In neoliberalism, every bit of our lives, both individual and societal at large, is driven by market-measurable success. Why else do you think your employer organizes time management workshops and funds your self-development book addiction? And are you really thriving if you don’t have a T-shirt brand or another side hustle?
“But people in other places have it worse," you would say, “at least we’re free.” There might not be any obvious forms of repression, but free will is illusory—we have internalized this discipline. It’s what French philosopher Michel Foucault (1997) called “technologies of the self”—we consistently monitor and optimize ourselves while thinking we are doing it out of free will. Did you really become sober curious just to avert drunk texting your ex, or did a Sunday run and the upcoming workweek play a part? It’s all about staying productive and away from the hospital bed (yes, to look hot while naked too). Gone are the days when medical care was a state-budgeted affair. We can’t afford to be sick.

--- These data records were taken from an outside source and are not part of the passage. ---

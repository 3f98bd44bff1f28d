//! The `log` module defines an interface to the engine's logging facilities. Logging messages
//! describe the internal behavior of a run (setup, seeding, dropped events). This is not to be
//! confused with _reporting_, see `crate::report`, which records the epidemic itself.
//!
//! This module (re)exports the five logging macros: `error!`, `warn!`, `info!`, `debug!` and
//! `trace!` where `error!` represents the highest-priority log messages and `trace!` the lowest.
//!
//! ```rust
//! use epi_kernels::log::info;
//!
//! pub fn do_a_thing() {
//!     info!("A thing is being done.");
//! }
//! ```
//!
//! Logging is _disabled_ by default. Logging can be enabled/disabled from code using the
//! functions:
//!
//!  - `enable_logging()`: turns on all log messages
//!  - `disable_logging()`: turns off all log messages
//!  - `set_log_level(level: LevelFilter)`: enables only log messages with priority at least `level`
//!
//! In addition, per-module filtering of messages can be configured using `set_module_filter()` /
//! `set_module_filters()` and `remove_module_filter()`:
//!
//! ```rust
//! use epi_kernels::log::{set_module_filter, set_log_level, LevelFilter};
//!
//! pub fn setup_logging() {
//!     // Enable `info` log messages globally.
//!     set_log_level(LevelFilter::Info);
//!     // Show every dropped candidate exposure.
//!     set_module_filter("epi_kernels::engine", LevelFilter::Trace);
//! }
//! ```
#[cfg(feature = "logging")]
mod standard_logger;

#[cfg(all(feature = "logging", feature = "progress_bar"))]
mod progress_bar_encoder;

#[cfg(not(feature = "logging"))]
mod null_logger;

pub use log::{debug, error, info, trace, warn, LevelFilter};

use std::collections::BTreeMap;
use std::sync::{LazyLock, Mutex, MutexGuard};

#[cfg(feature = "logging")]
use log4rs::Handle;

// Logging disabled
const DEFAULT_LOG_LEVEL: LevelFilter = LevelFilter::Off;
// One line per queue insertion is too much even at `trace`.
const DEFAULT_MODULE_FILTERS: [(&str, LevelFilter); 1] =
    [("epi_kernels::plan", LevelFilter::Debug)];

static LOG_CONFIGURATION: LazyLock<Mutex<LogConfiguration>> = LazyLock::new(Mutex::default);

/// The global level and the per-module level filters, keyed by module path (e.g.
/// `"epi_kernels::kernels"`). Loggers are installed process-wide, so there is exactly one of
/// these, behind the free functions below.
#[derive(Debug)]
pub(in crate::log) struct LogConfiguration {
    /// Level for modules without their own filter. `LevelFilter::Off` disables logging.
    pub(in crate::log) global_log_level: LevelFilter,
    /// Sorted, so the installed logger config does not depend on insertion order.
    pub(in crate::log) module_filters: BTreeMap<String, LevelFilter>,

    #[cfg(feature = "logging")]
    root_handle: Option<Handle>,
}

impl Default for LogConfiguration {
    fn default() -> Self {
        Self {
            global_log_level: DEFAULT_LOG_LEVEL,
            module_filters: DEFAULT_MODULE_FILTERS
                .iter()
                .map(|(module, level)| ((*module).to_string(), *level))
                .collect(),

            #[cfg(feature = "logging")]
            root_handle: None,
        }
    }
}

impl LogConfiguration {
    /// Applies `filters` and reinstalls the logger if anything changed.
    fn update_module_filters(&mut self, filters: &[(&str, LevelFilter)]) {
        let mut changed = false;
        for (module, level) in filters {
            changed |= self.module_filters.insert((*module).to_string(), *level) != Some(*level);
        }
        if changed {
            self.set_config();
        }
    }
}

/// Turns on every log message. Same as `set_log_level(LevelFilter::Trace)`.
pub fn enable_logging() {
    set_log_level(LevelFilter::Trace);
}

/// Turns off every log message. Same as `set_log_level(LevelFilter::Off)`.
pub fn disable_logging() {
    set_log_level(LevelFilter::Off);
}

/// Sets the level for modules without their own filter.
pub fn set_log_level(level: LevelFilter) {
    let mut configuration = get_log_configuration();
    configuration.global_log_level = level;
    configuration.set_config();
}

/// Sets a level filter for one module path.
pub fn set_module_filter(module_path: &str, level: LevelFilter) {
    get_log_configuration().update_module_filters(&[(module_path, level)]);
}

/// Sets several module filters at once, reinstalling the logger only once.
pub fn set_module_filters(module_filters: &[(&str, LevelFilter)]) {
    get_log_configuration().update_module_filters(module_filters);
}

/// Removes the filter for `module_path`, which falls back to the global level.
pub fn remove_module_filter(module_path: &str) {
    let mut configuration = get_log_configuration();
    if configuration.module_filters.remove(module_path).is_some() {
        configuration.set_config();
    }
}

fn get_log_configuration() -> MutexGuard<'static, LogConfiguration> {
    LOG_CONFIGURATION.lock().expect("Mutex poisoned")
}
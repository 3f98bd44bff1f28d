//! Transmission kernels.
//!
//! A kernel turns one person's infectious window into candidate exposure events for the
//! people they meet through one contact structure. Kernels run once per person, when that
//! person becomes infectious, and only ever push candidates onto the queue: whether a
//! candidate actually infects anyone is decided when it is popped.
//!
//! The expected number of contacts is `window length * rate * fear`, the actual number a
//! Poisson draw with that mean. Contact times are uniform over the window.
use log::{debug, trace, warn};
use rand_distr::Poisson;
use serde::{Deserialize, Serialize};
use strum::EnumIter;

use crate::engine::Engine;
use crate::event::{Event, Mechanism, Milestone};
use crate::infection_status::InfectionStatus;
use crate::population::PersonId;
use crate::random::{
    sample_indexes_excluding, sample_multiple_from_known_length, ConstantRng, HouseholdRng,
    RandomExt,
};

#[derive(
    Copy,
    Clone,
    Debug,
    PartialEq,
    Eq,
    Hash,
    PartialOrd,
    Ord,
    Serialize,
    Deserialize,
    EnumIter,
    strum::Display,
    strum::EnumString,
)]
#[serde(rename_all = "snake_case")]
#[strum(serialize_all = "snake_case")]
pub enum KernelType {
    Household,
    Constant,
    Transport,
    Employment,
    Friendship,
    Sporadic,
}

/// Behavioural damping of contacts. Constant until fear dynamics are modelled.
#[must_use]
pub fn fear(_engine: &Engine, _kernel: KernelType) -> f64 {
    1.0
}

/// Contact rate of `kernel`: its transmission probability scaled by fear.
#[must_use]
pub fn gamma(engine: &Engine, kernel: KernelType) -> f64 {
    engine.parameters().transmission_probabilities.get(kernel) * fear(engine, kernel)
}

/// The kernels that apply to `person_id`, in the order they are evaluated.
#[must_use]
pub fn applicable_kernels(engine: &Engine, person_id: PersonId) -> Vec<KernelType> {
    let Some(person) = engine.population().get(person_id) else {
        return Vec::new();
    };
    let mut kernels = Vec::with_capacity(6);
    if person.uses_transport {
        kernels.push(KernelType::Transport);
    }
    if person.employed {
        kernels.push(KernelType::Employment);
    }
    if engine.households().members(person.household_id).len() > 1 {
        kernels.push(KernelType::Household);
    }
    kernels.extend([
        KernelType::Friendship,
        KernelType::Sporadic,
        KernelType::Constant,
    ]);
    kernels
}

/// Runs every applicable kernel for a person who just became infectious. Returns the number
/// of candidate events scheduled.
pub fn apply_kernels(engine: &mut Engine, infector: PersonId) -> usize {
    applicable_kernels(engine, infector)
        .into_iter()
        .map(|kernel| generate_contacts(engine, kernel, infector).len())
        .sum()
}

/// Schedules the candidate exposures `infector` causes through `kernel` and returns them.
pub fn generate_contacts(
    engine: &mut Engine,
    kernel: KernelType,
    infector: PersonId,
) -> Vec<Event> {
    let events = match kernel {
        KernelType::Household => household_contacts(engine, infector),
        KernelType::Constant => constant_contacts(engine, infector),
        KernelType::Transport
        | KernelType::Employment
        | KernelType::Friendship
        | KernelType::Sporadic => Vec::new(),
    };
    trace!(
        "{kernel} kernel scheduled {} candidate(s) for person {infector}",
        events.len()
    );
    events
}

/// Expected contacts over `[start, end]`, or `None` if there is nothing to draw.
fn expected_contacts(engine: &Engine, kernel: KernelType, start: f64, end: f64) -> Option<f64> {
    let mean = (end - start) * gamma(engine, kernel);
    (mean.is_finite() && mean > 0.0).then_some(mean)
}

#[allow(clippy::cast_possible_truncation, clippy::cast_sign_loss)]
fn contact_count<R: crate::random::RngId + 'static>(engine: &Engine, rng: R, mean: f64) -> usize
where
    R::RngType: rand::Rng,
{
    match Poisson::new(mean) {
        Ok(poisson) => engine.sample_distr(rng, poisson) as usize,
        Err(e) => {
            warn!("cannot draw a contact count with mean {mean}: {e}");
            0
        }
    }
}

fn schedule_candidates<R: crate::random::RngId + 'static>(
    engine: &mut Engine,
    rng: R,
    kernel: KernelType,
    infector: PersonId,
    targets: Vec<PersonId>,
    (start, end): (f64, f64),
) -> Vec<Event>
where
    R::RngType: rand::Rng,
{
    let mut events = Vec::new();
    for target in targets {
        // Re-checked when the event is popped; this only saves queue space.
        if engine.status(target) != InfectionStatus::Healthy {
            continue;
        }
        let time = engine.sample_range(rng, start..=end);
        let event = engine.new_event(
            time,
            target,
            Milestone::Exposure,
            Some(infector),
            Mechanism::Kernel(kernel),
        );
        engine.add_event(event);
        events.push(event);
    }
    events
}

/// Household kernel: the window runs from onset to hospitalization, or to staying home when
/// there is no hospitalization. The count is capped at the other household members.
fn household_contacts(engine: &mut Engine, infector: PersonId) -> Vec<Event> {
    let Some(record) = engine.progression_record(infector).copied() else {
        warn!("household kernel for person {infector} without a progression record");
        return Vec::new();
    };
    let start = record.onset;
    let end = record.hospitalization.or(record.symptomatic).unwrap_or(start);
    let Some(mean) = expected_contacts(engine, KernelType::Household, start, end) else {
        return Vec::new();
    };

    let Some(person) = engine.population().get(infector) else {
        return Vec::new();
    };
    let others: Vec<PersonId> = engine
        .households()
        .members(person.household_id)
        .iter()
        .copied()
        .filter(|member| *member != infector)
        .collect();

    let count = contact_count(engine, HouseholdRng, mean).min(others.len());
    if count == 0 {
        return Vec::new();
    }
    let targets = engine.sample(HouseholdRng, |rng| {
        sample_multiple_from_known_length(rng, others, count)
    });
    schedule_candidates(
        engine,
        HouseholdRng,
        KernelType::Household,
        infector,
        targets,
        (start, end),
    )
}

/// Constant (global) kernel: the window runs from onset to staying home, or to
/// hospitalization when staying home was skipped. Anyone but the infector can be drawn. The
/// count is not capped; a draw larger than the population selects everyone.
fn constant_contacts(engine: &mut Engine, infector: PersonId) -> Vec<Event> {
    let Some(record) = engine.progression_record(infector).copied() else {
        warn!("constant kernel for person {infector} without a progression record");
        return Vec::new();
    };
    let start = record.onset;
    let end = record.symptomatic.or(record.hospitalization).unwrap_or(start);
    let Some(mean) = expected_contacts(engine, KernelType::Constant, start, end) else {
        return Vec::new();
    };

    let count = contact_count(engine, ConstantRng, mean);
    if count == 0 {
        return Vec::new();
    }
    let population_size = engine.population().len();
    let Some(excluded) = engine.population().position(infector) else {
        return Vec::new();
    };
    if count >= population_size {
        debug!(
            "constant kernel drew {count} contacts for person {infector} from a population of {population_size}"
        );
    }
    let positions = engine.sample(ConstantRng, |rng| {
        sample_indexes_excluding(rng, population_size, excluded, count)
    });
    let targets = positions
        .into_iter()
        .map(|position| engine.population().at(position).id)
        .collect();
    schedule_candidates(
        engine,
        ConstantRng,
        KernelType::Constant,
        infector,
        targets,
        (start, end),
    )
}
use std::any::TypeId;
use std::cell::RefMut;

use log::trace;

use crate::hashing::hash_str;
use crate::rand::distr::uniform::{SampleRange, SampleUniform};
use crate::rand::distr::weighted::{Weight, WeightedIndex};
use crate::rand::distr::Distribution;
use crate::rand::{Rng, SeedableRng};
use crate::random::{RandomState, RngHolder, RngId};

/// Gets a mutable reference to the random number generator associated with the given
/// [`RngId`]. If the Rng has not been used before, one will be created with the base seed.
fn get_rng<R: RngId + 'static>(state: &RandomState) -> RefMut<R::RngType> {
    let rng_holders = state
        .rng_holders
        .try_borrow_mut()
        .expect("rng streams must not be borrowed re-entrantly");
    RefMut::map(rng_holders, |holders| {
        holders
            .entry(TypeId::of::<R>())
            // Create a new rng holder if it doesn't exist yet
            .or_insert_with(|| {
                trace!(
                    "creating new RNG (seed={}) for stream {}",
                    state.base_seed,
                    R::get_name()
                );
                let seed_offset = hash_str(R::get_name());
                RngHolder {
                    rng: Box::new(R::RngType::seed_from_u64(
                        state.base_seed.wrapping_add(seed_offset),
                    )),
                }
            })
            .rng
            .downcast_mut::<R::RngType>()
            .expect("rng holder is keyed by its own type")
    })
}

/// Random number generation for anything that owns a [`RandomState`].
pub trait RandomExt {
    fn random_state(&self) -> &RandomState;

    fn random_state_mut(&mut self) -> &mut RandomState;

    /// Resets the base seed. Existing streams are dropped so they get re-seeded the next time
    /// they are used.
    fn init_random(&mut self, base_seed: u64) {
        trace!("initializing random module");
        let state = self.random_state_mut();
        state.base_seed = base_seed;
        state.rng_holders.get_mut().clear();
    }

    /// Gets a random sample from the random number generator associated with the given
    /// [`RngId`] by applying the specified sampler function.
    fn sample<R: RngId + 'static, T>(
        &self,
        _rng_type: R,
        sampler: impl FnOnce(&mut R::RngType) -> T,
    ) -> T {
        let mut rng = get_rng::<R>(self.random_state());
        sampler(&mut rng)
    }

    /// Gets a random sample from the specified distribution using a random number generator
    /// associated with the given [`RngId`].
    fn sample_distr<R: RngId + 'static, T>(
        &self,
        _rng_type: R,
        distribution: impl Distribution<T>,
    ) -> T
    where
        R::RngType: Rng,
    {
        let mut rng = get_rng::<R>(self.random_state());
        distribution.sample::<R::RngType>(&mut rng)
    }

    /// Gets a random sample within the range provided by `range`
    /// using the generator associated with the given [`RngId`].
    fn sample_range<R: RngId + 'static, S, T>(&self, rng_id: R, range: S) -> T
    where
        R::RngType: Rng,
        S: SampleRange<T>,
        T: SampleUniform,
    {
        self.sample(rng_id, |rng| rng.random_range(range))
    }

    /// Gets a random boolean value which is true with probability `p`
    /// using the generator associated with the given [`RngId`].
    fn sample_bool<R: RngId + 'static>(&self, rng_id: R, p: f64) -> bool
    where
        R::RngType: Rng,
    {
        self.sample(rng_id, |rng| rng.random_bool(p))
    }

    /// Draws a random entry out of the list provided in `weights`
    /// with the given weights using the generator associated with the
    /// given [`RngId`]. The weights must have been validated beforehand: at least one must be
    /// positive and none negative.
    fn sample_weighted<R: RngId + 'static, T>(&self, _rng_id: R, weights: &[T]) -> usize
    where
        R::RngType: Rng,
        T: Clone
            + Default
            + SampleUniform
            + for<'a> std::ops::AddAssign<&'a T>
            + PartialOrd
            + Weight,
    {
        let index = WeightedIndex::new(weights).expect("weights are validated by the caller");
        let mut rng = get_rng::<R>(self.random_state());
        index.sample(&mut *rng)
    }
}

impl RandomExt for RandomState {
    fn random_state(&self) -> &RandomState {
        self
    }

    fn random_state_mut(&mut self) -> &mut RandomState {
        self
    }
}

#[cfg(test)]
mod test {
    use crate::rand::RngCore;
    use crate::random::{RandomExt, RandomState};
    use crate::define_rng;

    define_rng!(FooRng);
    define_rng!(BarRng);

    #[test]
    fn get_rng_basic() {
        let state = RandomState::new(42);

        assert_ne!(
            state.sample(FooRng, RngCore::next_u64),
            state.sample(FooRng, RngCore::next_u64)
        );
    }

    #[test]
    fn multiple_rng_types() {
        let state = RandomState::new(42);

        assert_ne!(
            state.sample(FooRng, RngCore::next_u64),
            state.sample(BarRng, RngCore::next_u64)
        );
    }

    #[test]
    fn streams_are_independent() {
        let a = RandomState::new(42);
        let b = RandomState::new(42);
        // Drawing from another stream first does not shift FooRng.
        b.sample(BarRng, RngCore::next_u64);
        assert_eq!(
            a.sample(FooRng, RngCore::next_u64),
            b.sample(FooRng, RngCore::next_u64)
        );
    }

    #[test]
    fn reset_seed() {
        let mut state = RandomState::new(42);

        let run_0 = state.sample(FooRng, RngCore::next_u64);
        let run_1 = state.sample(FooRng, RngCore::next_u64);

        // Reset with same seed, ensure we get the same values
        state.init_random(42);
        assert_eq!(run_0, state.sample(FooRng, RngCore::next_u64));
        assert_eq!(run_1, state.sample(FooRng, RngCore::next_u64));

        // Reset with different seed, ensure we get different values
        state.init_random(88);
        assert_ne!(run_0, state.sample(FooRng, RngCore::next_u64));
        assert_ne!(run_1, state.sample(FooRng, RngCore::next_u64));
    }

    #[test]
    fn sample_weighted_respects_zero_weights() {
        let state = RandomState::new(42);
        for _ in 0..100 {
            let index = state.sample_weighted(FooRng, &[0.0, 1.0, 0.0]);
            assert_eq!(index, 1);
        }
    }

    #[test]
    fn sample_range_and_bool() {
        let state = RandomState::new(42);
        let value: f64 = state.sample_range(FooRng, 2.0..=2.0);
        assert!((value - 2.0).abs() < f64::EPSILON);
        assert!(!state.sample_bool(BarRng, 0.0));
        assert!(state.sample_bool(BarRng, 1.0));
    }
}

A few months ago, I moved to Amsterdam. Grappling with the high rent, dilapidated housing, and how to keep up with fellow Albert Heijn shoppers sporting the latest Salomons and Acne Studios scarves, I jotted in my diary: "A hospital bed doesn't sound too bad right now. I'm exhausted from being myself."
Like self-monitoring and self-branding, our preoccupation with health (also called healthism) is amplified by social media. No wonder orthorexia—an obsession with eating healthy food—is on the rise. We turn to TikTok and Instagram to educate ourselves on how to stay healthy and care about our physical and mental well-being.
South Korean philosopher Byung-Chul Han says we live in an age of exhaustion—depression and burnout define our times: "In the self-care literature, the term healing refers to self-optimization that is supposed to therapeutically eliminate any functional weaknesses, mental obstacles in the name of efficiency and performance." Perpetual self-optimization, he says, works in favor of the ruling system and is proving very destructive.



All this to say, before you're TikToking up how to regulate your nervous system and other new ways of healing, think—what caused this anxiety in the first place? Was it okay that your manager wrote to you in caps lock today?